**Aim of the exercise**. Each of the records below must be reproduced verbatim.

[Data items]
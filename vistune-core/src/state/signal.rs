//! Control Signals
//!
//! A [`ControlSignal`] is the single unit of change in the system: one
//! parameter key paired with its new value. Controls build one on every
//! interaction; the wiring step builds one per control to seed the hub with
//! initial state.

use crate::error::Error;
use crate::value::Value;

/// One (key, value) state-change event. Immutable once constructed.
///
/// The key names the parameter the emitting control owns. A display whose
/// declared parameter list contains the same name receives the updated value
/// on the next broadcast.
#[derive(Debug, Clone, PartialEq)]
pub struct ControlSignal {
    key: String,
    value: Value,
}

impl ControlSignal {
    /// Build a signal, rejecting empty keys.
    pub fn new(key: impl Into<String>, value: impl Into<Value>) -> Result<Self, Error> {
        let key = key.into();
        if key.is_empty() {
            return Err(Error::EmptyKey);
        }
        Ok(Self {
            key,
            value: value.into(),
        })
    }

    /// Build a signal from a key that was already validated at control
    /// construction.
    pub(crate) fn from_parts(key: String, value: Value) -> Self {
        debug_assert!(!key.is_empty());
        Self { key, value }
    }

    /// The parameter key this signal updates.
    pub fn key(&self) -> &str {
        &self.key
    }

    /// The new parameter value.
    pub fn value(&self) -> &Value {
        &self.value
    }

    pub(crate) fn into_parts(self) -> (String, Value) {
        (self.key, self.value)
    }
}

#[cfg(test)]
mod tests {
    use super::*;

    #[test]
    fn signal_carries_key_and_value() {
        let signal = ControlSignal::new("rho", 50.0).unwrap();
        assert_eq!(signal.key(), "rho");
        assert_eq!(signal.value(), &Value::Float(50.0));
    }

    #[test]
    fn empty_key_is_rejected() {
        let result = ControlSignal::new("", 1.0);
        assert!(matches!(result, Err(Error::EmptyKey)));
    }

    #[test]
    fn signals_compare_by_content() {
        let a = ControlSignal::new("sigma", 1i64).unwrap();
        let b = ControlSignal::new("sigma", 1i64).unwrap();
        let c = ControlSignal::new("sigma", 2i64).unwrap();
        assert_eq!(a, b);
        assert_ne!(a, c);
    }
}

**Answer section**.
filename vistune-core/src/state/signal.rs
//! Control Signals
//!
//! A [`ControlSignal`] is the single unit of change in the system: one
//! parameter key paired with its new value. Controls build one on every
//! interaction; the wiring step builds one per control to seed the hub with
//! initial state.

use crate::error::Error;
use crate::value::Value;

/// One (key, value) state-change event. Immutable once constructed.
///
/// The key names the parameter the emitting control owns. A display whose
/// declared parameter list contains the same name receives the updated value
/// on the next broadcast.
#[derive(Debug, Clone, PartialEq)]
pub struct ControlSignal {
    key: String,
    value: Value,
}

impl ControlSignal {
    /// Build a signal, rejecting empty keys.
    pub fn new(key: impl Into<String>, value: impl Into<Value>) -> Result<Self, Error> {
        let key = key.into();
        if key.is_empty() {
            return Err(Error::EmptyKey);
        }
        Ok(Self {
            key,
            value: value.into(),
        })
    }

    /// Build a signal from a key that was already validated at control
    /// construction.
    pub(crate) fn from_parts(key: String, value: Value) -> Self {
        debug_assert!(!key.is_empty());
        Self { key, value }
    }

    /// The parameter key this signal updates.
    pub fn key(&self) -> &str {
        &self.key
    }

    /// The new parameter value.
    pub fn value(&self) -> &Value {
        &self.value
    }

    pub(crate) fn into_parts(self) -> (String, Value) {
        (self.key, self.value)
    }
}

#[cfg(test)]
mod tests {
    use super::*;

    #[test]
    fn signal_carries_key_and_value() {
        let signal = ControlSignal::new("rho", 50.0).unwrap();
        assert_eq!(signal.key(), "rho");
        assert_eq!(signal.value(), &Value::Float(50.0));
    }

    #[test]
    fn empty_key_is_rejected() {
        let result = ControlSignal::new("", 1.0);
        assert!(matches!(result, Err(Error::EmptyKey)));
    }

    #[test]
    fn signals_compare_by_content() {
        let a = ControlSignal::new("sigma", 1i64).unwrap();
        let b = ControlSignal::new("sigma", 1i64).unwrap();
        let c = ControlSignal::new("sigma", 2i64).unwrap();
        assert_eq!(a, b);
        assert_ne!(a, c);
    }
}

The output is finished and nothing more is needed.